▸ **Instructions to follow**:
The lines to repeat are those below from the one containing "AssignBitwiseXor as Assign" down to the one containing "AssignDiv as Assign", both included; reproduce them exactly and nothing else.

Content starts

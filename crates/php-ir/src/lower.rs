//! Surface tree to IR.
//!
//! Lowering is total over parser output, recovered syntax errors included:
//! every surface node type has an IR counterpart, positions and trivia move
//! over unchanged, and spelling variants collapse into one IR node with an
//! operator or flag field.

use php_ast::{self as ast, Collection, InvalidPosition, Position};
use php_lexer::{split_literal, unescape, Quote};
use thiserror::Error;

use crate::ir::{self, AssignOp, BinaryOp, UnaryOp};

#[derive(Debug, Clone, PartialEq, Eq, Error)]
pub enum LowerError {
    /// A node of a type the IR slot it was found in cannot hold.
    #[error("cannot lower {type_name} at offset {}", position.start_offset)]
    UnhandledNode {
        type_name: &'static str,
        position: Position,
    },
    #[error(transparent)]
    InvalidPosition(#[from] InvalidPosition),
}

/// State carried through the lowering of one file.
#[derive(Debug, Clone, Default)]
pub struct Context {
    /// Current namespace, e.g. `App\Models`; `None` in the global namespace.
    namespace: Option<String>,
}

impl Context {
    pub fn new() -> Self {
        Self::default()
    }

    pub fn namespace(&self) -> Option<&str> {
        self.namespace.as_deref()
    }
}

/// Conversion of a surface value into its IR form.
pub trait Lower {
    type Output;

    fn lower(self, cx: &mut Context) -> Result<Self::Output, LowerError>;
}

/// Lower a whole file. Any [`LowerError`] aborts the file: no partial tree
/// is returned.
#[tracing::instrument(skip_all)]
pub fn lower(root: ast::Root) -> Result<ir::Root, LowerError> {
    root.lower(&mut Context::new())
}

fn check_position(position: Position) -> Result<Position, LowerError> {
    Ok(position.validate()?)
}

impl<T: Lower> Lower for Box<T> {
    type Output = Box<T::Output>;

    fn lower(self, cx: &mut Context) -> Result<Self::Output, LowerError> {
        (*self).lower(cx).map(Box::new)
    }
}

impl<T: Lower> Lower for Option<T> {
    type Output = Option<T::Output>;

    fn lower(self, cx: &mut Context) -> Result<Self::Output, LowerError> {
        self.map(|inner| inner.lower(cx)).transpose()
    }
}

impl<T: Lower> Lower for Vec<T> {
    type Output = Vec<T::Output>;

    fn lower(self, cx: &mut Context) -> Result<Self::Output, LowerError> {
        self.into_iter().map(|item| item.lower(cx)).collect()
    }
}

impl Lower for String {
    type Output = String;

    fn lower(self, _cx: &mut Context) -> Result<String, LowerError> {
        Ok(self)
    }
}

impl Lower for bool {
    type Output = bool;

    fn lower(self, _cx: &mut Context) -> Result<bool, LowerError> {
        Ok(self)
    }
}

// =============================================================================
// Field-by-field lowerings
// =============================================================================

/// `Src { a, b }` lowers to `ir::Src { a, b }`; `Src as Dst { a, b }` to
/// `ir::Dst`. Entries after `;` set IR-only fields.
macro_rules! lower_fields {
    ($(
        $src:ident $(as $dst:ident)? { $($field:ident),* $(; $($flag:ident = $value:expr),+)? }
    )*) => {
        $(
            lower_fields!(@impl $src [$($dst)?] { $($field),* } [$($($flag = $value),+)?]);
        )*
    };
    (@impl $src:ident [] { $($field:ident),* } [$($flag:ident = $value:expr),*]) => {
        lower_fields!(@impl $src [$src] { $($field),* } [$($flag = $value),*]);
    };
    (@impl $src:ident [$dst:ident] { $($field:ident),* } [$($flag:ident = $value:expr),*]) => {
        impl Lower for ast::$src {
            type Output = ir::$dst;

            #[allow(unused_variables)]
            fn lower(self, cx: &mut Context) -> Result<ir::$dst, LowerError> {
                let position = check_position(self.position)?;
                Ok(ir::$dst {
                    $($field: self.$field.lower(cx)?,)*
                    $($flag: $value,)*
                    position,
                    free_floating: self.free_floating,
                })
            }
        }
    };
}

lower_fields! {
    Root { stmts }
    Identifier { value }
    Nullable { expr }
    Parameter { by_ref, variadic, variable_type, variable, default_value }
    Argument { variadic, is_reference, expr }
    ArgumentList { arguments }

    Lnumber { value }
    Dnumber { value }
    Encapsed { parts }
    EncapsedStringPart { value }
    Heredoc { label, parts }
    MagicConstant { value }

    SimpleVar { name }
    Var { expr }

    ArrayExpr { items; short_syntax = false }
    ShortArrayExpr as ArrayExpr { items; short_syntax = true }
    ArrayItemExpr { key, val, unpack }
    ListExpr { items; short_syntax = false }
    ShortListExpr as ListExpr { items; short_syntax = true }
    ArrayDimFetchExpr { variable, dim, curly_brace }
    ArrowFunctionExpr { returns_ref, is_static, doc_comment, params, return_type, expr }
    ClosureExpr { returns_ref, is_static, doc_comment, params, closure_use, return_type, stmts }
    ClosureUseExpr { uses }

    BitwiseNotExpr as UnaryPrefixExpr { expr; op = UnaryOp::BitwiseNot }
    BooleanNotExpr as UnaryPrefixExpr { expr; op = UnaryOp::BooleanNot }
    UnaryMinusExpr as UnaryPrefixExpr { expr; op = UnaryOp::Minus }
    UnaryPlusExpr as UnaryPrefixExpr { expr; op = UnaryOp::Plus }
    PostIncExpr as UnaryPostfixExpr { variable; op = UnaryOp::Increment }
    PostDecExpr as UnaryPostfixExpr { variable; op = UnaryOp::Decrement }

    ClassConstFetchExpr { class, constant_name }
    CloneExpr { expr }
    ConstFetchExpr { constant }
    EmptyExpr { expr }
    ErrorSuppressExpr { expr }
    EvalExpr { expr }
    ExitExpr { die, expr }
    FunctionCallExpr { function, argument_list }
    IncludeExpr as ImportExpr { expr; func = "include".to_string() }
    IncludeOnceExpr as ImportExpr { expr; func = "include_once".to_string() }
    RequireExpr as ImportExpr { expr; func = "require".to_string() }
    RequireOnceExpr as ImportExpr { expr; func = "require_once".to_string() }
    InstanceOfExpr { expr, class }
    IssetExpr { variables }
    MethodCallExpr { variable, method, argument_list }
    NewExpr { class, argument_list }
    ParenExpr { expr }
    PrintExpr { expr }
    PropertyFetchExpr { variable, property }
    ReferenceExpr { variable }
    ShellExecExpr { parts }
    StaticCallExpr { class, call, argument_list }
    StaticPropertyFetchExpr { class, property }
    TernaryExpr { condition, if_true, if_false }
    YieldExpr { key, value }
    YieldFromExpr { expr }

    Assign { variable, expression; op = AssignOp::Assign }
    AssignReference { variable, expression }
    AssignBitwiseAnd as Assign { variable, expression; op = AssignOp::BitwiseAnd }
    AssignBitwiseOr as Assign { variable, expression; op = AssignOp::BitwiseOr }
    AssignBitwiseXor as Assign { variable, expression; op = AssignOp::BitwiseXor }
    AssignCoalesce as Assign { variable, expression; op = AssignOp::Coalesce }
    AssignConcat as Assign { variable, expression; op = AssignOp::Concat }
    AssignDiv as Assign { variable, expression; op = AssignOp::Div }
    AssignMinus as Assign { variable, expression; op = AssignOp::Minus }
    AssignMod as Assign { variable, expression; op = AssignOp::Mod }
    AssignMul as Assign { variable, expression; op = AssignOp::Mul }
    AssignPlus as Assign { variable, expression; op = AssignOp::Plus }
    AssignPow as Assign { variable, expression; op = AssignOp::Pow }
    AssignShiftLeft as Assign { variable, expression; op = AssignOp::ShiftLeft }
    AssignShiftRight as Assign { variable, expression; op = AssignOp::ShiftRight }

    BitwiseAndExpr as BinaryExpr { left, right; op = BinaryOp::BitwiseAnd }
    BitwiseOrExpr as BinaryExpr { left, right; op = BinaryOp::BitwiseOr }
    BitwiseXorExpr as BinaryExpr { left, right; op = BinaryOp::BitwiseXor }
    BooleanAndExpr as BinaryExpr { left, right; op = BinaryOp::BooleanAnd }
    BooleanOrExpr as BinaryExpr { left, right; op = BinaryOp::BooleanOr }
    CoalesceExpr as BinaryExpr { left, right; op = BinaryOp::Coalesce }
    ConcatExpr as BinaryExpr { left, right; op = BinaryOp::Concat }
    DivExpr as BinaryExpr { left, right; op = BinaryOp::Div }
    EqualExpr as BinaryExpr { left, right; op = BinaryOp::Equal }
    GreaterExpr as BinaryExpr { left, right; op = BinaryOp::Greater }
    GreaterOrEqualExpr as BinaryExpr { left, right; op = BinaryOp::GreaterOrEqual }
    IdenticalExpr as BinaryExpr { left, right; op = BinaryOp::Identical }
    LogicalAndExpr as BinaryExpr { left, right; op = BinaryOp::LogicalAnd }
    LogicalOrExpr as BinaryExpr { left, right; op = BinaryOp::LogicalOr }
    LogicalXorExpr as BinaryExpr { left, right; op = BinaryOp::LogicalXor }
    MinusExpr as BinaryExpr { left, right; op = BinaryOp::Minus }
    ModExpr as BinaryExpr { left, right; op = BinaryOp::Mod }
    MulExpr as BinaryExpr { left, right; op = BinaryOp::Mul }
    NotEqualExpr as BinaryExpr { left, right; op = BinaryOp::NotEqual }
    NotIdenticalExpr as BinaryExpr { left, right; op = BinaryOp::NotIdentical }
    PlusExpr as BinaryExpr { left, right; op = BinaryOp::Plus }
    PowExpr as BinaryExpr { left, right; op = BinaryOp::Pow }
    ShiftLeftExpr as BinaryExpr { left, right; op = BinaryOp::ShiftLeft }
    ShiftRightExpr as BinaryExpr { left, right; op = BinaryOp::ShiftRight }
    SmallerExpr as BinaryExpr { left, right; op = BinaryOp::Smaller }
    SmallerOrEqualExpr as BinaryExpr { left, right; op = BinaryOp::SmallerOrEqual }
    SpaceshipExpr as BinaryExpr { left, right; op = BinaryOp::Spaceship }

    CastArray as TypeCastExpr { expr; type_name = "array".to_string() }
    CastBool as TypeCastExpr { expr; type_name = "bool".to_string() }
    CastDouble as TypeCastExpr { expr; type_name = "float".to_string() }
    CastInt as TypeCastExpr { expr; type_name = "int".to_string() }
    CastObject as TypeCastExpr { expr; type_name = "object".to_string() }
    CastString as TypeCastExpr { expr; type_name = "string".to_string() }
    CastUnset as UnsetCastExpr { expr }

    AltIfStmt as IfStmt { cond, stmt, else_if, else_stmt; alt_syntax = true }
    AltElseIfStmt as ElseIfStmt { cond, stmt; alt_syntax = true }
    AltElseStmt as ElseStmt { stmt; alt_syntax = true }
    AltForStmt as ForStmt { init, cond, step, stmt; alt_syntax = true }
    AltForeachStmt as ForeachStmt { expr, key, variable, stmt; alt_syntax = true }
    AltSwitchStmt as SwitchStmt { cond, case_list; alt_syntax = true }
    AltWhileStmt as WhileStmt { cond, stmt; alt_syntax = true }

    BreakStmt { expr }
    CaseStmt { cond, stmts }
    CaseListStmt { cases }
    CatchStmt { types, variable, stmts }
    ClassConstListStmt { doc_comment, modifiers, consts }
    ClassExtendsStmt { class_name }
    ClassImplementsStmt { interface_names }
    ClassMethodStmt { returns_ref, doc_comment, method_name, modifiers, params, return_type, stmt }
    ConstListStmt { consts }
    ConstantStmt { doc_comment, constant_name, expr }
    ContinueStmt { expr }
    DefaultStmt { stmts }
    DoStmt { stmt, cond }
    EchoStmt { exprs }
    ElseStmt { stmt; alt_syntax = false }
    ElseIfStmt { cond, stmt; alt_syntax = false }
    ExpressionStmt { expr }
    FinallyStmt { stmts }
    ForStmt { init, cond, step, stmt; alt_syntax = false }
    ForeachStmt { expr, key, variable, stmt; alt_syntax = false }
    FunctionStmt { returns_ref, doc_comment, function_name, params, return_type, stmts }
    GlobalStmt { vars }
    GotoStmt { label }
    GroupUseStmt { use_type, prefix, use_list }
    HaltCompilerStmt {}
    IfStmt { cond, stmt, else_if, else_stmt; alt_syntax = false }
    InlineHtmlStmt { value }
    InterfaceStmt { doc_comment, interface_name, extends, stmts }
    InterfaceExtendsStmt { interface_names }
    LabelStmt { label_name }
    NopStmt {}
    PropertyStmt { doc_comment, variable, expr }
    PropertyListStmt { doc_comment, modifiers, property_type, properties }
    ReturnStmt { expr }
    StaticStmt { vars }
    StaticVarStmt { variable, expr }
    StmtList { stmts }
    SwitchStmt { cond, case_list; alt_syntax = false }
    ThrowStmt { expr }
    TraitStmt { doc_comment, trait_name, stmts }
    TraitAdaptationListStmt { adaptations }
    TraitMethodRefStmt { trait_name, method }
    TraitUseStmt { traits, adaptation_list }
    TraitUseAliasStmt { trait_ref, modifier, alias }
    TraitUsePrecedenceStmt { trait_ref, insteadof }
    TryStmt { stmts, catches, finally }
    UnsetStmt { vars }
    UseStmt { use_type, use_name, alias }
    UseListStmt { use_type, uses }
    WhileStmt { cond, stmt; alt_syntax = false }
}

Content ends

▸ **The completed task**:
    AssignBitwiseXor as Assign { variable, expression; op = AssignOp::BitwiseXor }
    AssignCoalesce as Assign { variable, expression; op = AssignOp::Coalesce }
    AssignConcat as Assign { variable, expression; op = AssignOp::Concat }
    AssignDiv as Assign { variable, expression; op = AssignOp::Div }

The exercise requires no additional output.